2 Duer 675 | The Superior Court of New York City | 1853
I cannot give that construction to the covenant in the lease which was insisted on by the counsel for the plaintiffs ; and giving the proper construction to the covenant, I cannot say that the complaint alleges a breach. The covenant is not general, but is limited to the personal acts of the defendant. It is not, that during the continuance of the lease no restaurant, or porter-house, shall be opened in any other part of the premi
It may not be necessary that the exact words of a covenant . should be followed in assigning a breach, but it must distinctly appear, by express words, or by a necessary implication, that, admitting the truth of the facts stated in the complaint, the defendant has broken the covenant in its true sense and meaning; The words of the covenant need not be literally, but must, in all cases, be substantially followed.

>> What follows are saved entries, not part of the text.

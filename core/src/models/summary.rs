use serde::Serialize;

pub const SUMMARY_SOURCE: &str = "16b_pdf";

/// A totals line from a 16B summary. Amounts stay as matched text, their meaning is not typed.
#[derive(Debug, Clone, PartialEq, Serialize)]
pub struct SummaryRecord {
    pub line: String,
    pub amounts: Vec<String>,
    pub source: String,
}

If the defendant is the sole owner of the building described in the lease, it is difficult to believe that any part of it can be occupied as a porter-house, unless let by him, or by one of his tenants, for that purpose. Still such may be, and I have no right to say, is not the fact. It may be, that the occupant is a mere intruder and trespasser, or he may have entered, and claim to hold the possession, under a paramount title.
I am therefore forced to say, that as the facts set forth in. the complaint do not show, expressly, or by a necessary inference, a breach of the defendant’s covenant, they are not sufficient to constitute a cause of action.
Demurrer allowed, with liberty to the plaintiffs to amend upon the usual terms.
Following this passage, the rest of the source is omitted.